WORK REQUEST:
Scan the records for the string "path" and copy every line that holds it.
- Opening Delimiter -
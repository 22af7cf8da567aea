//! Throttling for the credential endpoints.
//!
//! Each client IP gets one bucket per endpoint, so a burst of failed logins
//! never locks the same client out of registering and vice versa.

use crate::api::AppState;
use axum::{
    extract::{ConnectInfo, Request, State},
    http::{HeaderMap, StatusCode, header},
    middleware::Next,
    response::Response,
};
use ipnetwork::IpNetwork;
use opentelemetry::{KeyValue, global, metrics::Counter};
use std::net::{IpAddr, SocketAddr};
use std::sync::Arc;
use tower_governor::GovernorError;
use tower_governor::key_extractor::KeyExtractor;

#[derive(Debug, Clone, Copy, PartialEq, Eq, Hash)]
pub enum CredentialRoute {
    Register,
    Login,
}

impl CredentialRoute {
    /// Only `/register` and `/login` (at any nesting depth) are credential routes.
    #[must_use]
    pub fn from_path(path: &str) -> Option<Self> {
        match path.trim_end_matches('/').rsplit('/').next() {
            Some("register") => Some(Self::Register),
            Some("login") => Some(Self::Login),
            _ => None,
        }
    }

    #[must_use]
    pub const fn as_str(self) -> &'static str {
        match self {
            Self::Register => "register",
            Self::Login => "login",
        }
    }
}

#[derive(Debug, Clone, Copy, PartialEq, Eq, Hash)]
pub struct CredentialKey {
    pub client_ip: IpAddr,
    pub route: CredentialRoute,
}

/// Resolves the client behind a request. `X-Forwarded-For` is only believed when the peer is a trusted proxy.
#[derive(Debug, Clone)]
pub struct CredentialKeyExtractor {
    trusted_proxies: Arc<[IpNetwork]>,
}

impl CredentialKeyExtractor {
    #[must_use]
    pub fn new(trusted_proxies: Vec<IpNetwork>) -> Self {
        Self { trusted_proxies: trusted_proxies.into() }
    }

    #[must_use]
    pub fn client_ip(&self, headers: &HeaderMap, peer: IpAddr) -> IpAddr {
        if !self.is_trusted(peer) {
            return peer;
        }

        // Walk the hops from the nearest proxy outwards; the first untrusted one is the client.
        headers
            .get_all("x-forwarded-for")
            .iter()
            .filter_map(|value| value.to_str().ok())
            .flat_map(|value| value.split(','))
            .filter_map(|hop| hop.trim().parse::<IpAddr>().ok())
            .collect::<Vec<_>>()
            .into_iter()
            .rev()
            .find(|ip| !self.is_trusted(*ip))
            .unwrap_or(peer)
    }

    fn is_trusted(&self, ip: IpAddr) -> bool {
        self.trusted_proxies.iter().any(|net| net.contains(ip))
    }
}

impl KeyExtractor for CredentialKeyExtractor {
    type Key = CredentialKey;

    fn extract<T>(&self, req: &axum::http::Request<T>) -> Result<Self::Key, GovernorError> {
        let peer = req
            .extensions()
            .get::<ConnectInfo<SocketAddr>>()
            .map(|ConnectInfo(addr)| addr.ip())
            .ok_or(GovernorError::UnableToExtractKey)?;
        let route = CredentialRoute::from_path(req.uri().path()).ok_or(GovernorError::UnableToExtractKey)?;

        Ok(CredentialKey { client_ip: self.client_ip(req.headers(), peer), route })
    }
}

#[derive(Clone, Debug)]
struct Metrics {
    decisions_total: Counter<u64>,
}

impl Metrics {
    fn new() -> Self {
        let meter = global::meter("tokenvault-server");
        Self {
            decisions_total: meter
                .u64_counter("auth_rate_limit_decisions_total")
                .with_description("Credential endpoint rate limit decisions by endpoint and outcome")
                .build(),
        }
    }
}

#[derive(Clone, Debug)]
pub struct CredentialLimiter {
    pub extractor: CredentialKeyExtractor,
    metrics: Metrics,
}

impl CredentialLimiter {
    #[must_use]
    pub fn new(trusted_proxies: Vec<IpNetwork>) -> Self {
        Self { extractor: CredentialKeyExtractor::new(trusted_proxies), metrics: Metrics::new() }
    }

    pub fn record(&self, route: Option<CredentialRoute>, status: StatusCode, retry_after: Option<&str>) {
        let endpoint = route.map_or("unknown", CredentialRoute::as_str);
        let outcome = if status == StatusCode::TOO_MANY_REQUESTS {
            tracing::warn!(endpoint, retry_after = retry_after.unwrap_or("?"), "Credential rate limit exceeded");
            "throttled"
        } else {
            "allowed"
        };

        self.metrics
            .decisions_total
            .add(1, &[KeyValue::new("endpoint", endpoint), KeyValue::new("outcome", outcome)]);
    }
}

/// Wraps the governor layer and records each decision it makes.
pub async fn track_credential_limits(State(state): State<AppState>, req: Request, next: Next) -> Response {
    let route = CredentialRoute::from_path(req.uri().path());
    let response = next.run(req).await;

    let retry_after = response.headers().get(header::RETRY_AFTER).and_then(|v| v.to_str().ok());
    state.credential_limiter.record(route, response.status(), retry_after);

    response
}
- Closing Delimiter -
THE ANSWER:
    pub fn from_path(path: &str) -> Option<Self> {
        match path.trim_end_matches('/').rsplit('/').next() {
        let route = CredentialRoute::from_path(req.uri().path()).ok_or(GovernorError::UnableToExtractKey)?;
    let route = CredentialRoute::from_path(req.uri().path());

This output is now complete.